The loudest voices in marketing can paint a picture where late-night infomercials, cheesy banner ads, and pushy salespeople represent the standard of what marketing is and should be. While there is no shortage of bad marketing out there, it is possible to aggressively (and effectively) market your MSP business without sacrificing your dignity or tarnishing your reputation.
In the right hands, marketing can rise above the role of “necessary evil.” A thoughtful approach to marketing can bring in your ideal managed services prospects while growing and improving your reputation at the same time.

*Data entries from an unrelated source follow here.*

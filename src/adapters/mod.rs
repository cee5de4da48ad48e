// Adapters layer: concrete implementations of the domain ports (http, cache, storage, persistence, bundles).

pub mod bundle;
pub mod cache;
pub mod clock;
pub mod http;
pub mod repository;
pub mod storage;
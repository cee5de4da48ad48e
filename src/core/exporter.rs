use crate::core::catalog_store::CatalogStore;
use crate::core::manifest::{catalog_urls_for, parse_metadata};
use crate::core::solution_resolver::SolutionResolver;
use crate::core::{
    BundleBuilder, BundleFormat, BundleOptions, Catalog, CatalogEntry, ManifestFetcher, Storage,
};
use crate::utils::error::{CatalogError, Result};
use std::collections::HashSet;
use std::sync::Arc;

pub fn bundle_path(solution_id: &str) -> String {
    format!("solutions/{}/automation.zip", solution_id)
}

/// Packages a solution's resolved BOMs into a downloadable archive.
pub struct SolutionExporter<S: Storage> {
    store: Arc<CatalogStore<S>>,
    resolver: Arc<SolutionResolver<S>>,
    fetcher: Arc<dyn ManifestFetcher>,
    builder: Arc<dyn BundleBuilder>,
}

impl<S: Storage> SolutionExporter<S> {
    pub fn new(
        store: Arc<CatalogStore<S>>,
        resolver: Arc<SolutionResolver<S>>,
        fetcher: Arc<dyn ManifestFetcher>,
        builder: Arc<dyn BundleBuilder>,
    ) -> Self {
        Self {
            store,
            resolver,
            fetcher,
            builder,
        }
    }

    /// Returns the storage path the archive was written to.
    pub async fn export_solution(&self, solution_id: &str, options: &BundleOptions) -> Result<String> {
        let catalog = self.store.get_catalog().await?;
        let Some(solution) = catalog.solution(solution_id) else {
            return Err(CatalogError::NotFound {
                id: solution_id.to_string(),
            });
        };

        let bom_ids = self.resolver.resolve_solution_boms(solution_id).await?;
        let catalog = self
            .bundle_catalog(solution_id, solution.metadata_url(), catalog.clone())
            .await?;

        let mut seen = HashSet::new();
        let entries: Vec<CatalogEntry> = bom_ids
            .iter()
            .filter(|id| seen.insert(id.as_str()))
            .filter_map(|id| {
                let entry = catalog.entry(id).cloned();
                if entry.is_none() {
                    tracing::warn!("{}: BOM {} is not in the catalog, skipping", solution_id, id);
                }
                entry
            })
            .collect();

        tracing::info!("📦 Exporting {} with {} BOMs", solution_id, entries.len());
        let handle = self.builder.build_bundle(&catalog, &entries).await?;
        let bytes = self
            .builder
            .write_bundle(&handle, BundleFormat::Zip, options)
            .await?;

        let path = bundle_path(solution_id);
        self.store.storage().write_file(&path, &bytes).await?;
        tracing::info!("✅ Bundle written to {} ({} bytes)", path, bytes.len());
        Ok(path)
    }

    /// 方案可透過 `catalogUrl*` 註記加入額外的目錄來源
    async fn bundle_catalog(
        &self,
        solution_id: &str,
        metadata_url: Option<&str>,
        base: Arc<Catalog>,
    ) -> Result<Arc<Catalog>> {
        let Some(url) = metadata_url else {
            return Ok(base);
        };
        let metadata = match self.fetcher.fetch_text(url).await {
            Ok(text) => parse_metadata(&text),
            Err(e) => Err(e.into()),
        };
        let metadata = match metadata {
            Ok(metadata) => metadata,
            Err(e) => {
                tracing::warn!("{}: no manifest metadata, using base catalog: {}", solution_id, e);
                return Ok(base);
            }
        };

        let base_urls = self.store.catalog_urls();
        let urls = catalog_urls_for(&[metadata], base_urls);
        if urls.as_slice() == base_urls {
            return Ok(base);
        }

        tracing::info!("{}: bundling from {}", solution_id, urls.join(", "));
        Ok(Arc::new(self.store.load_catalog_from(&urls).await?))
    }
}
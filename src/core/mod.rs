pub mod catalog_store;
pub mod engine;
pub mod exporter;
pub mod manifest;
pub mod service_indexer;
pub mod solution_resolver;
pub mod sync;
pub mod sync_scheduler;
pub mod tasks;
pub mod version;

pub use crate::domain::model::{
    ArchitectureRecord, BomRecord, BundleFormat, BundleHandle, BundleOptions, Catalog,
    CatalogEntry, EntryKind, EntryVersion, Environment, ManifestMetadata, ModuleDescriptor,
    ModuleVersion, ServiceStatus, ServiceSummary, SolutionRecord, StackItem, SyncReport,
};
pub use crate::domain::ports::{
    BundleBuilder, CacheService, CatalogLoader, CatalogSync, Clock, ManifestFetcher, Record,
    Repository, Storage, SystemClock,
};
pub use crate::utils::error::Result;
//! Progress bars for long scans, shown only in verbose mode.

use indicatif::{ProgressBar, ProgressStyle};

const COUNT_TEMPLATE: &str =
    "{spinner:.green} [{elapsed_precise}] [{bar:40.magenta/blue}] {pos}/{len} ({eta}) {msg}";
const SPINNER_TEMPLATE: &str = "{spinner:.green} [{elapsed_precise}] {pos} {msg}";

/// A bar counting items. Hidden unless `verbose`; a spinner when `total` is unknown.
pub fn bar(verbose: bool, total: Option<u64>, message: &str) -> ProgressBar {
    if !verbose {
        return ProgressBar::hidden();
    }
    let (pb, template) = match total {
        Some(len) => (ProgressBar::new(len), COUNT_TEMPLATE),
        None => (ProgressBar::new_spinner(), SPINNER_TEMPLATE),
    };
    pb.set_style(
        ProgressStyle::with_template(template).unwrap_or_else(|_| ProgressStyle::default_bar()),
    );
    pb.set_message(message.to_string());
    pb
}

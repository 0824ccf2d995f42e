//! Concrete file formats.
//!
//! - [`text`]: one `<word> <numbers...>` line per pair, optional header
//! - [`binary`]: the word2vec binary format
//! - [`vvm`]: a tar archive with an in-memory vocabulary and random access to vectors

pub mod binary;
pub mod text;
pub mod vvm;

pub use binary::BinaryEmbFile;
pub use text::TextEmbFile;
pub use vvm::{VvmEmbFile, VvmMeta};
/// Operations available on every [`EmbFile`], including `dyn EmbFile`.
pub trait EmbFileExt: EmbFile {
    /// Stream all the words.
    fn words(&mut self) -> Result<Words> {
        Ok(Records::new(self.reader()?, |_, word| Ok(word)))
    }

    /// Stream all the vectors.
    fn vectors(&mut self) -> Result<Vectors> {
        Ok(Records::new(self.reader()?, |reader, _| {
            Ok(reader.current_vector()?.to_vec())
        }))
    }

    /// Stream all the (word, vector) pairs.
    fn word_vectors(&mut self) -> Result<WordVectors> {
        Ok(Records::new(self.reader()?, |reader, word| {
            let vector = reader.current_vector()?.to_vec();
            Ok(WordVector::new(word, vector))
        }))
    }

    /// The whole file content as a list.
    fn to_list(&mut self) -> Result<Vec<WordVector>> {
        let bar = progress::bar(
            self.verbose(),
            self.vocab_size().map(|n| n as u64),
            "Loading to list",
        );
        let list = self
            .word_vectors()?
            .inspect(|_| bar.inc(1))
            .collect::<Result<Vec<_>>>();
        bar.finish_and_clear();
        list
    }

    /// The whole file content as a word to vector map.
    fn to_map(&mut self) -> Result<HashMap<String, Vector>> {
        let bar = progress::bar(
            self.verbose(),
            self.vocab_size().map(|n| n as u64),
            "Loading to map",
        );
        let map = self
            .word_vectors()?
            .inspect(|_| bar.inc(1))
            .map(|pair| pair.map(|wv| (wv.word, wv.vector)))
            .collect::<Result<HashMap<_, _>>>();
        bar.finish_and_clear();
        map
    }

    /// Vectors of the given words. [`Error::KeyNotFound`] if any is missing.
    fn load<I, S>(&mut self, words: I) -> Result<HashMap<String, Vector>>
    where
        I: IntoIterator<Item = S>,
        S: Into<String>,
    {
        let words: HashSet<String> = words.into_iter().map(Into::into).collect();
        let mut loader = self.loader(words, false)?;
        let loaded = loader
            .by_ref()
            .map(|pair| pair.map(|wv| (wv.word, wv.vector)))
            .collect::<Result<HashMap<_, _>>>();
        loader.close();
        loaded
    }

    /// Vectors of the given words that are in the file, plus the set of the
    /// ones that aren't.
    fn find<I, S>(&mut self, words: I) -> Result<FindOutput>
    where
        I: IntoIterator<Item = S>,
        S: Into<String>,
    {
        let words: HashSet<String> = words.into_iter().map(Into::into).collect();
        let mut loader = self.loader(words, true)?;
        let word2vec = loader
            .by_ref()
            .map(|pair| pair.map(|wv| (wv.word, wv.vector)))
            .collect::<Result<HashMap<_, _>>>()?;
        let missing_words = loader.missing_words().clone();
        loader.close();
        Ok(FindOutput {
            word2vec,
            missing_words,
        })
    }

    /// Pairs whose word satisfies `predicate`.
    fn filter<P>(&mut self, predicate: P) -> Result<Filter<P>>
    where
        P: FnMut(&str) -> bool,
    {
        Ok(Filter {
            reader: self.reader()?,
            predicate,
            done: false,
        })
    }

    /// Write the vocabulary to a text file, one word per line, and return its
    /// path. Defaults to `<dir>/<name up to the first dot>_vocab.txt`.
    fn save_vocab(
        &mut self,
        path: Option<&Path>,
        encoding: TextEncoding,
        overwrite: bool,
    ) -> Result<PathBuf> {
        let path = match path {
            Some(path) => path.to_path_buf(),
            None => default_vocab_path(self.path()),
        };
        if path.exists() && !overwrite {
            return Err(Error::FileAlreadyExists(path));
        }

        let bar = progress::bar(
            self.verbose(),
            self.vocab_size().map(|n| n as u64),
            "Saving vocabulary",
        );
        let words = self.words()?;
        write_atomically(&path, None, "", |out| {
            let mut line = Vec::new();
            for word in words {
                line.clear();
                encoding.encode_into(&word?, &mut line)?;
                encoding.encode_into("\n", &mut line)?;
                out.write_all(&line)?;
                bar.inc(1);
            }
            Ok(())
        })?;
        bar.finish_and_clear();
        Ok(path)
    }
}

impl<T: EmbFile + ?Sized> EmbFileExt for T {}

fn default_vocab_path(path: &Path) -> PathBuf {
    let name = path
        .file_name()
        .map(|name| name.to_string_lossy().into_owned())
        .unwrap_or_default();
    let stem = name.split('.').next().unwrap_or_default();
    path.with_file_name(format!("{}_vocab.txt", stem))
}

// ============================================================================
// Creation helpers shared by the formats
// ============================================================================

/// Fail if `path` exists and overwriting wasn't requested.
pub(crate) fn check_output_path(path: &Path, overwrite: bool) -> Result<()> {
    if path.exists() {
        if !overwrite {
            return Err(Error::FileAlreadyExists(path.to_path_buf()));
        }
        info!(
            "The file {} already exists and overwrite is set; it will be replaced",
            path.display()
        );
    }
    Ok(())
}

/// Number of pairs announced by the caller or by the iterator itself.
pub(crate) fn declared_vocab_size(
    options: &CreateOptions,
    pairs: &dyn Iterator<Item = Result<WordVector>>,
) -> Option<usize> {
    options.vocab_size.or(match pairs.size_hint() {
        (lower, Some(upper)) if lower == upper => Some(lower),
        _ => None,
    })
}

pub(crate) fn warn_if_wrong_vocab_size(declared: Option<usize>, actual: usize) {
    if let Some(declared) = declared {
        if declared != actual {
            warn!(
                "The actual number of word vectors ({}) differs from the declared one ({}); \
                 the actual one is written",
                actual, declared
            );
        }
    }
}

/// Validates pairs being written: consistent vector sizes, no forbidden
/// characters in words.
pub(crate) struct PairChecker {
    forbidden: &'static [char],
    vector_size: Option<usize>,
    count: usize,
}

impl PairChecker {
    pub(crate) fn new(forbidden: &'static [char]) -> Self {
        Self {
            forbidden,
            vector_size: None,
            count: 0,
        }
    }

    pub(crate) fn check(&mut self, pair: &WordVector) -> Result<()> {
        if let Some(c) = pair.word.chars().find(|c| self.forbidden.contains(c)) {
            return Err(Error::Argument(format!(
                "the word {:?} (index {}) contains the forbidden character {:?}",
                pair.word, self.count, c
            )));
        }
        match self.vector_size {
            None => self.vector_size = Some(pair.vector.len()),
            Some(size) if size != pair.vector.len() => {
                return Err(Error::Argument(format!(
                    "inconsistent vector_size: the first vector has size {} but the vector \
                     of index {} has size {}",
                    size,
                    self.count,
                    pair.vector.len()
                )))
            }
            Some(_) => {}
        }
        self.count += 1;
        Ok(())
    }

    pub(crate) fn count(&self) -> usize {
        self.count
    }

    /// Vector size of the first pair. Fails if nothing was checked.
    pub(crate) fn vector_size(&self) -> Result<usize> {
        self.vector_size
            .ok_or_else(|| Error::Argument("no word vectors to write".to_string()))
    }
}
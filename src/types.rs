//! Core types for embedding files: vectors, word-vector pairs and element types.

use crate::error::{Error, Result};
use half::f16;
use std::fmt;
use std::str::FromStr;

/// A word vector. Elements are held as `f32` whatever the on-disk element type.
pub type Vector = Vec<f32>;

/// A (word, vector) pair.
#[derive(Debug, Clone, PartialEq)]
pub struct WordVector {
    /// The word.
    pub word: String,
    /// The associated vector.
    pub vector: Vector,
}

impl WordVector {
    /// Create a new pair.
    pub fn new(word: impl Into<String>, vector: Vector) -> Self {
        Self {
            word: word.into(),
            vector,
        }
    }
}

impl From<(String, Vector)> for WordVector {
    fn from((word, vector): (String, Vector)) -> Self {
        Self { word, vector }
    }
}

impl From<(&str, Vector)> for WordVector {
    fn from((word, vector): (&str, Vector)) -> Self {
        Self::new(word, vector)
    }
}

impl fmt::Display for WordVector {
    fn fmt(&self, f: &mut fmt::Formatter<'_>) -> fmt::Result {
        write!(f, "WordVector({:?}, ", self.word)?;
        write_summary(f, &self.vector, 4, 5)?;
        write!(f, ")")
    }
}

/// Writes `[v0, v1, ...]`, eliding the middle of vectors longer than `threshold`.
pub(crate) fn write_summary(
    f: &mut impl fmt::Write,
    values: &[f32],
    precision: usize,
    threshold: usize,
) -> fmt::Result {
    let shown: Vec<String> = if values.len() > threshold {
        let head = values[..3].iter();
        let tail = values[values.len() - 3..].iter();
        head.map(|v| format!("{:.*}", precision, v))
            .chain(std::iter::once("...".to_string()))
            .chain(tail.map(|v| format!("{:.*}", precision, v)))
            .collect()
    } else {
        values.iter().map(|v| format!("{:.*}", precision, v)).collect()
    };
    write!(f, "[{}]", shown.join(", "))
}

/// Byte order of multi-byte elements.
#[derive(Debug, Clone, Copy, PartialEq, Eq, Hash)]
pub enum ByteOrder {
    Little,
    Big,
}

impl ByteOrder {
    /// Byte order of the host.
    pub fn native() -> Self {
        if cfg!(target_endian = "big") {
            ByteOrder::Big
        } else {
            ByteOrder::Little
        }
    }
}

/// Element kinds supported in raw vector data.
#[derive(Debug, Clone, Copy, PartialEq, Eq, Hash)]
pub enum ElementKind {
    F16,
    F32,
    F64,
    I8,
    I16,
    I32,
    I64,
    U8,
}

impl ElementKind {
    /// Size of one element in bytes.
    pub fn itemsize(self) -> usize {
        match self {
            ElementKind::I8 | ElementKind::U8 => 1,
            ElementKind::F16 | ElementKind::I16 => 2,
            ElementKind::F32 | ElementKind::I32 => 4,
            ElementKind::F64 | ElementKind::I64 => 8,
        }
    }

    fn code(self) -> char {
        match self {
            ElementKind::F16 | ElementKind::F32 | ElementKind::F64 => 'f',
            ElementKind::I8 | ElementKind::I16 | ElementKind::I32 | ElementKind::I64 => 'i',
            ElementKind::U8 => 'u',
        }
    }

    fn from_code(code: char, size: usize) -> Option<Self> {
        match (code, size) {
            ('f', 2) => Some(ElementKind::F16),
            ('f', 4) => Some(ElementKind::F32),
            ('f', 8) => Some(ElementKind::F64),
            ('i', 1) => Some(ElementKind::I8),
            ('i', 2) => Some(ElementKind::I16),
            ('i', 4) => Some(ElementKind::I32),
            ('i', 8) => Some(ElementKind::I64),
            ('u', 1) => Some(ElementKind::U8),
            _ => None,
        }
    }
}

/// Data type of vector elements: kind plus byte order.
///
/// Parsed from numpy-style descriptors (`"<f4"`, `">f8"`, `"|i1"`, `"float32"`)
/// and rendered as numpy's `dtype.str` (`"<f4"`), which is what VVM metadata stores.
#[derive(Debug, Clone, Copy, PartialEq, Eq, Hash)]
pub struct DType {
    pub kind: ElementKind,
    pub order: ByteOrder,
}

impl DType {
    /// Little-endian single precision float, the default for every format.
    pub const F32: DType = DType::little(ElementKind::F32);
    /// Little-endian double precision float.
    pub const F64: DType = DType::little(ElementKind::F64);
    /// Little-endian half precision float.
    pub const F16: DType = DType::little(ElementKind::F16);

    /// A little-endian dtype of the given kind.
    pub const fn little(kind: ElementKind) -> Self {
        Self {
            kind,
            order: ByteOrder::Little,
        }
    }

    /// A big-endian dtype of the given kind.
    pub const fn big(kind: ElementKind) -> Self {
        Self {
            kind,
            order: ByteOrder::Big,
        }
    }

    /// Size of one element in bytes.
    pub fn itemsize(&self) -> usize {
        self.kind.itemsize()
    }

    /// Number of bytes taken by a vector of `len` elements.
    pub fn vector_bytes(&self, len: usize) -> usize {
        self.itemsize() * len
    }

    /// Round a value to the precision of this type (integers truncate toward zero).
    pub fn quantize(&self, value: f32) -> f32 {
        match self.kind {
            ElementKind::F16 => f16::from_f32(value).to_f32(),
            ElementKind::F32 | ElementKind::F64 => value,
            ElementKind::I8 => value as i8 as f32,
            ElementKind::I16 => value as i16 as f32,
            ElementKind::I32 => value as i32 as f32,
            ElementKind::I64 => value as i64 as f32,
            ElementKind::U8 => value as u8 as f32,
        }
    }

    /// Round every element of a vector in place.
    pub fn quantize_all(&self, vector: &mut [f32]) {
        if matches!(self.kind, ElementKind::F32 | ElementKind::F64) {
            return;
        }
        for value in vector.iter_mut() {
            *value = self.quantize(*value);
        }
    }

    /// Decode raw bytes into a vector. `bytes.len()` must be a multiple of the itemsize.
    pub fn decode(&self, bytes: &[u8]) -> Vector {
        let little = self.order == ByteOrder::Little;
        let chunks = bytes.chunks_exact(self.itemsize());
        match self.kind {
            ElementKind::F16 => chunks
                .map(|c| {
                    let b = [c[0], c[1]];
                    (if little { f16::from_le_bytes(b) } else { f16::from_be_bytes(b) }).to_f32()
                })
                .collect(),
            ElementKind::F32 => chunks
                .map(|c| {
                    let b = [c[0], c[1], c[2], c[3]];
                    if little { f32::from_le_bytes(b) } else { f32::from_be_bytes(b) }
                })
                .collect(),
            ElementKind::F64 => chunks
                .map(|c| {
                    let mut b = [0u8; 8];
                    b.copy_from_slice(c);
                    (if little { f64::from_le_bytes(b) } else { f64::from_be_bytes(b) }) as f32
                })
                .collect(),
            ElementKind::I8 => chunks.map(|c| c[0] as i8 as f32).collect(),
            ElementKind::U8 => chunks.map(|c| c[0] as f32).collect(),
            ElementKind::I16 => chunks
                .map(|c| {
                    let b = [c[0], c[1]];
                    (if little { i16::from_le_bytes(b) } else { i16::from_be_bytes(b) }) as f32
                })
                .collect(),
            ElementKind::I32 => chunks
                .map(|c| {
                    let b = [c[0], c[1], c[2], c[3]];
                    (if little { i32::from_le_bytes(b) } else { i32::from_be_bytes(b) }) as f32
                })
                .collect(),
            ElementKind::I64 => chunks
                .map(|c| {
                    let mut b = [0u8; 8];
                    b.copy_from_slice(c);
                    (if little { i64::from_le_bytes(b) } else { i64::from_be_bytes(b) }) as f32
                })
                .collect(),
        }
    }

    /// Append the raw encoding of `values` to `out`.
    pub fn encode_into(&self, values: &[f32], out: &mut Vec<u8>) {
        out.reserve(self.vector_bytes(values.len()));
        let little = self.order == ByteOrder::Little;
        macro_rules! push {
            ($v:expr) => {
                if little {
                    out.extend_from_slice(&$v.to_le_bytes())
                } else {
                    out.extend_from_slice(&$v.to_be_bytes())
                }
            };
        }
        for &value in values {
            match self.kind {
                ElementKind::F16 => push!(f16::from_f32(value)),
                ElementKind::F32 => push!(value),
                ElementKind::F64 => push!(value as f64),
                ElementKind::I8 => out.push(value as i8 as u8),
                ElementKind::U8 => out.push(value as u8),
                ElementKind::I16 => push!(value as i16),
                ElementKind::I32 => push!(value as i32),
                ElementKind::I64 => push!(value as i64),
            }
        }
    }
}

impl Default for DType {
    fn default() -> Self {
        DType::F32
    }
}

impl fmt::Display for DType {
    fn fmt(&self, f: &mut fmt::Formatter<'_>) -> fmt::Result {
        let order = if self.itemsize() == 1 {
            '|'
        } else if self.order == ByteOrder::Little {
            '<'
        } else {
            '>'
        };
        write!(f, "{}{}{}", order, self.kind.code(), self.itemsize())
    }
}

impl FromStr for DType {
    type Err = Error;

    fn from_str(s: &str) -> Result<Self> {
        let named = match s {
            "float16" | "half" => Some(ElementKind::F16),
            "float32" | "single" => Some(ElementKind::F32),
            "float64" | "double" | "float" => Some(ElementKind::F64),
            "int8" => Some(ElementKind::I8),
            "int16" => Some(ElementKind::I16),
            "int32" => Some(ElementKind::I32),
            "int64" => Some(ElementKind::I64),
            "uint8" => Some(ElementKind::U8),
            _ => None,
        };
        if let Some(kind) = named {
            return Ok(DType::little(kind));
        }

        let invalid = || Error::Argument(format!("unsupported dtype: {:?}", s));
        let mut chars = s.chars();
        let (order, rest) = match chars.next() {
            Some('<') | Some('|') => (ByteOrder::Little, chars.as_str()),
            Some('>') => (ByteOrder::Big, chars.as_str()),
            Some('=') => (ByteOrder::native(), chars.as_str()),
            Some(_) => (ByteOrder::native(), s),
            None => return Err(invalid()),
        };
        let mut rest_chars = rest.chars();
        let code = rest_chars.next().ok_or_else(invalid)?;
        let size: usize = rest_chars.as_str().parse().map_err(|_| invalid())?;
        let kind = ElementKind::from_code(code, size).ok_or_else(invalid)?;
        Ok(DType { kind, order })
    }
}

#[cfg(test)]
mod tests {
    use super::*;

    #[test]
    fn test_dtype_parse_and_display() {
        assert_eq!("<f4".parse::<DType>().unwrap(), DType::F32);
        assert_eq!("float64".parse::<DType>().unwrap(), DType::F64);
        assert_eq!(
            ">f2".parse::<DType>().unwrap(),
            DType::big(ElementKind::F16)
        );
        assert_eq!(DType::F32.to_string(), "<f4");
        assert_eq!(DType::big(ElementKind::F64).to_string(), ">f8");
        assert_eq!(DType::little(ElementKind::I8).to_string(), "|i1");
        assert_eq!("|i1".parse::<DType>().unwrap().kind, ElementKind::I8);
        assert!("<c16".parse::<DType>().is_err());
        assert!("".parse::<DType>().is_err());
    }

    #[test]
    fn test_dtype_encode_decode() {
        let values = vec![1.5f32, -2.25, 0.0, 1024.0];
        for dtype in ["<f2", ">f2", "<f4", ">f4", "<f8", ">f8", "<i4", ">i2"] {
            let dtype: DType = dtype.parse().unwrap();
            let mut bytes = Vec::new();
            dtype.encode_into(&values, &mut bytes);
            assert_eq!(bytes.len(), dtype.vector_bytes(values.len()));
            let decoded = dtype.decode(&bytes);
            let mut expected = values.clone();
            dtype.quantize_all(&mut expected);
            assert_eq!(decoded, expected, "dtype {}", dtype);
        }
    }

    #[test]
    fn test_quantize() {
        assert_eq!(DType::little(ElementKind::I8).quantize(-3.7), -3.0);
        assert_eq!(DType::F32.quantize(0.1), 0.1);
        assert_ne!(DType::F16.quantize(0.1), 0.1);
    }

    #[test]
    fn test_word_vector_display() {
        let wv = WordVector::new("hello", vec![1.0, 2.0]);
        assert_eq!(wv.to_string(), "WordVector(\"hello\", [1.0000, 2.0000])");

        let long = WordVector::new("x", (0..8).map(|i| i as f32).collect());
        let shown = long.to_string();
        assert!(shown.contains("2.0000, ..., 5.0000"));
    }
}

5 Tips for marketing your MSP the right way
Here’s how you can get the reap the benefits of marketing while maintaining your dignity:
- Stay on brand. Map out the story your brand tells, and clarify how your brand should communicate and behave as well as what it should stand for. This means going beyond creating a generic mission statement. Identify the DNA of your business, and establish how you want to communicate that to clients and prospects. Once you map out your brand, align every facet of your MSP business to match it—from your website to your sales associates—and use your own brand standards as measuring sticks for any new collateral or marketing.
- Work with partners instead of vendors. Launching a new advertising campaign is never more than a few mouse-clicks away, but to design and implement a well-structured and on-brand initiative requires a more engaged conversation. A vendor will happily build what you ask and cash their check. A partner will insist on a dialog about what you aim to accomplish and how best to reach that goal. They’ll also be willing to challenge you if it means doing what they see as best for your business. Partners will by nature be more invested in their work and therefore deliver the kind of marketing you can be proud of.
- Learn from prospects and customers. The hard and soft data that your business generates as you engage prospects and serve customers can help you refine your marketing messages. If your sales team uses a refined sales process, you can debrief on sales calls to learn from your successes as well as your failures. If you gather data on how customers use your services and routinely survey them to learn more about their perspective on your business, you can not only improve your business but translate those insights into marketing messages. When your marketing messages are built on the foundations of real customer interactions, your authenticity will ring true.
- Lead meaningful conversations. Thought leadership is becoming an overused buzzword, but the sincere practice of thought leadership is still powerful. Your marketing does not have to devolve to grocery-store-grade “buy one, get one” advertising. The platform that you build for your brand and the dollars you put into driving traffic to that brand can focus on actionable, useful insights. Your whitepapers, for example, do not have to be a dumping ground for SEO keywords. Have a genuine conversation—via whitepapers, blog posts, social media, podcasts, or even ads—about the challenges your prospects face and give them information that benefits their business, whether they hire your MSP or not.
- Get the right people on the bus. This is a classic tenant from Jim Collins’ famous book Good to Great, but it’s still relevant. Just as you should be careful about what marketing partners you engage, you also need to hire the right people for your business. Your internal culture will ripple outward, and who you choose to represent your brand in even the smallest interactions can have a big impact. If you hire the right people, that impact will be positive.
Your marketing efforts, whether they include digital ads, workshops, appointment setting, direct mail, or email newsletters, should all represent your business the way you see it. That means you should be proud of every aspect of your marketing mix. If you don’t feel that way, the solution is not to do less marketing. Rather, you should change your approach.
Photo: SFIO CRACHO/Shutterstock.com
It’s nice to see someone “get it” in the IT space. Too many IT firms focus on the newest “shiny object” and geek out about different technology. Clients don’t pick an IT firm because of their anti-virus software or firewall company, so hanging your hat on those brands is useless. (However, a client will leave an IT firm for lack of performance from the A/V and firewall.)
The only thing I’d suggest adding to your list is having a team that can deliver a consistently good experience so you’re not churning through clients.
Agreed, Perryn. Putting time and effort into retaining current customers and making sure they have a good experience is just as important as bringing in new customers through your marketing efforts.
Perryn…. You are spot on. Marketing and first time appointments can get people in your door, but the lifetime value of the client comes down to how good your services are. If your clients only stay for 8 months vs 5 years, that makes it cost prohibitive to grow. Excellent point on your part!